В результате начатого розыска в застенки Преображенского приказа попали пятьдесят человек. Для особо тщательного расследования дела царевича Петр учредил Тайную канцелярию во главе с Толстым – специальную службу политического сыска. Главным следователем выступал сам царь, нередко он лично проводил допросы и присутствовал на пытках. Заговора в полном смысле этого слова не существовало. Арестованные признавались, что вели крамольные разговоры, надеялись на народное восстание, гибель царя, восшествие на престол Алексея и возвращение к старым порядкам. Однако, проявление недовольства существующим режимом и преступных намерений по отношению к нему по законодательству того времени было вполне достаточно для вынесения смертных приговоров.
Александра Кикина за непосредственное содействие побегу царевича колесовали с особой жестокостью: чтобы продлить мучения, ему отрубили руки и ноги с большими промежутками во времени. Взошел на эшафот ростовский эпископ Досифей, хуливший царя, пророчивший его скорую кончину и поминавший царицей его бывшую жену Евдокию. Заподозривший ее в соучастии в деле сына Петр приказал провести розыск в Суздальском монастыре, где она содержалась. В кельи монашки Елены обнаружили любовные письма к майору Степану Глебову, с которым она имела греховную плотскую связь. За прелюбодеяние с остриженной царицей Глебова посадили на кол. Лишились жизни еще несколько человек, другим отрезали язык, вырвали ноздри, секли кнутом, били батогами, конфисковали имущество, сослали в ссылку.
Петр заставил Алексея присутствовать на казнях и истязаниях оговоренных им людей. Вина многих из них заключалась лишь в том, что они знали о планах царевича сбежать за границу и не донесли на него. Сам же он утешался мыслью, что чистосердечным признанием обеспечил себе тихую счастливую жизнь с любимой Ефросиньей.
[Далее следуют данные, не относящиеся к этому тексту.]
// Bounded fixed-interval polling of external jobs

use super::{JobProvider, JobStatus, Sleeper};
use crate::error::{Result, ScopeError};
use crate::model::{JobHandle, JobKind, RawRecord};
use crate::progress::{ProgressBus, Stage};
use std::future::Future;
use std::sync::Arc;
use std::time::Duration;
use tracing::{debug, info, warn};

/// Progress range reported while a job is polled
#[derive(Debug, Clone, Copy, PartialEq)]
pub struct ProgressBand {
    pub base: f64,
    pub span: f64,
    pub cap: f64,
}

impl ProgressBand {
    /// `min(cap, base + attempt / max_attempts * span)`
    pub fn percent(&self, attempt: u32, max_attempts: u32) -> u8 {
        let fraction = attempt as f64 / max_attempts.max(1) as f64;
        (self.base + fraction * self.span).min(self.cap).round() as u8
    }
}

/// Fixed interval and attempt budget; timeouts are attempt-count based
#[derive(Debug, Clone, PartialEq)]
pub struct PollSchedule {
    pub interval: Duration,
    pub max_attempts: u32,
    pub band: ProgressBand,
}

impl PollSchedule {
    /// Listing search: 2s x 150 by default (about 5 minutes)
    pub fn discovery(interval: Duration, max_attempts: u32) -> Self {
        Self {
            interval,
            max_attempts,
            band: ProgressBand {
                base: 10.0,
                span: 40.0,
                cap: 45.0,
            },
        }
    }

    /// Review scrape: 3s x 200 by default (about 10 minutes)
    pub fn scrape(interval: Duration, max_attempts: u32) -> Self {
        Self {
            interval,
            max_attempts,
            band: ProgressBand {
                base: 10.0,
                span: 80.0,
                cap: 90.0,
            },
        }
    }
}

/// Human-readable elapsed time: "45s" or "2m 5s"
pub fn format_elapsed(elapsed: Duration) -> String {
    let secs = elapsed.as_secs();
    let (mins, secs) = (secs / 60, secs % 60);
    if mins > 0 {
        format!("{}m {}s", mins, secs)
    } else {
        format!("{}s", secs)
    }
}

/// Drives external jobs to a terminal state
///
/// Owns no state between polling sessions. A failed status check is not
/// retried: the error ends the session immediately without consuming an
/// attempt.
pub struct JobPoller {
    sleeper: Arc<dyn Sleeper>,
    progress: ProgressBus,
}

impl JobPoller {
    pub fn new(sleeper: Arc<dyn Sleeper>, progress: ProgressBus) -> Self {
        Self { sleeper, progress }
    }

    /// Poll `handle` until it succeeds, then fetch its full result set
    pub async fn poll_until_terminal(
        &self,
        provider: &dyn JobProvider,
        handle: &JobHandle,
        schedule: &PollSchedule,
    ) -> Result<Vec<RawRecord>> {
        let attempts = self
            .poll_status(&handle.job_id, handle.kind, schedule, || {
                provider.job_status(handle)
            })
            .await?;

        let records = provider.fetch_results(handle).await?;
        info!(
            job_id = %handle.job_id,
            attempts,
            records = records.len(),
            "Job {} succeeded",
            handle.kind.label()
        );
        Ok(records)
    }

    /// Issue one status check per tick until a terminal status
    ///
    /// Returns the number of checks issued when the job succeeded.
    pub async fn poll_status<F, Fut>(
        &self,
        job_id: &str,
        kind: JobKind,
        schedule: &PollSchedule,
        mut fetch_status: F,
    ) -> Result<u32>
    where
        F: FnMut() -> Fut,
        Fut: Future<Output = Result<JobStatus>>,
    {
        let stage = match kind {
            JobKind::Discovery => Stage::Discovery,
            JobKind::Scrape => Stage::Scrape,
        };

        for attempt in 1..=schedule.max_attempts {
            let elapsed = schedule.interval * attempt;
            self.progress.publish(
                stage,
                schedule.band.percent(attempt, schedule.max_attempts),
                format!(
                    "{} in progress... {} elapsed",
                    capitalize(kind.label()),
                    format_elapsed(elapsed)
                ),
            );

            match fetch_status().await? {
                JobStatus::Running => {
                    debug!(job_id, attempt, "Job still running");
                }
                JobStatus::Succeeded => return Ok(attempt),
                JobStatus::Failed(message) => {
                    warn!(job_id, attempt, "Job failed: {}", message);
                    return Err(ScopeError::JobFailed {
                        job_id: job_id.to_string(),
                        message,
                    });
                }
            }

            if attempt < schedule.max_attempts {
                self.sleeper.sleep(schedule.interval).await;
            }
        }

        warn!(
            job_id,
            attempts = schedule.max_attempts,
            "Job did not finish within its attempt budget"
        );
        Err(ScopeError::PollTimeout {
            job_id: job_id.to_string(),
            attempts: schedule.max_attempts,
        })
    }
}

fn capitalize(s: &str) -> String {
    let mut chars = s.chars();
    match chars.next() {
        Some(first) => first.to_uppercase().chain(chars).collect(),
        None => String::new(),
    }
}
Но это был только первый – московский акт трагедии.
Второй разыгрался в Петербурге, когда Петр допросил любовницу Алексея. «Кто писал царевичу во время его пребывания за границей, кого он хвалил, кого бранил, что о ком говорил?». Вероятно, царь поставил перед ней те же условия прощения, что и сыну – полное чистосердечное признание. Ефросинья не стала играть с огнем, выложила, что Алексей жаловался австрийскому императору на отца «и как мог искал его живот прекратить, прилежно желал наследства и постричься отнюдь не хотел», радовался болезни своего малолетнего брата, слухам о народных бунтах и смутах в армии. На очной ставке с любовницей царевич отчасти подтвердил ее показания. Петр пришел в ярость: он готов был простить Алексея, но сын, утаив от отца часть своих преступных замыслов, продолжал с ним лукавить. Маховик следствия закрутился с новой силой. Загнанный в угол Алексей признавал один пункт обвинения за другим, сознался, что не отказался бы придти к власти в результате бунта, возглавить мятежные войска или принять вооруженную помощь иностранных государств. До этого момента царевич находился на свободе и не подвергался систематическим жестоким пыткам. Теперь разгневанный царь приказал заточить его в Петропавловскую крепость и отдать в руки мастеров заплечных дел, чтобы до конца вырвать из него все, что он пытался утаить. Отец лично присутствовал при истязаниях сына.
Петр полагал, что, не сказав всей правды с самого начала следствия, Алексей далек от полного раскаяния, и это обстоятельство избавляет отца от обещания сыну оказать милость и прощение. В ходе следствия царь понял, что не сам царевич с его эфемерными планами представляет угрозу делу всей его жизни, а стоявшие за ним противные преобразованиям силы, в первую очередь не понимавший смысла реформ темный простой народ, относившийся к Алексею с сочувствием и любовью, видевший в нем избавителя от грозного деспотичного царя, тяжких податей и повинностей. Никто не мог гарантировать Петру, что в случае его смерти, Алексей, несмотря на отречение от короны, не придет к власти и не сведет на нет все то, «что чрез помощь Божию отец получил, ниспровергнет славу и честь народа российского, для которого отец здоровье истратил, не жалея живота своего»; зачеркнет колоссальные усилия и жертвы страны, которые вывели ее на «театр славы и могущества». Сохранить жизнь царевичу – значило пойти на риск похоронить в будущем все то, что составляло смыл жизни царя. Петру предстояло сделать сложный выбор: что ему дороже – жизнь собственного сына или судьба врученного ему Богом государства и русского народа. Великий государь в первую очередь всегда думает о будущем всех своих подданных, за которых в ответе перед Создателем.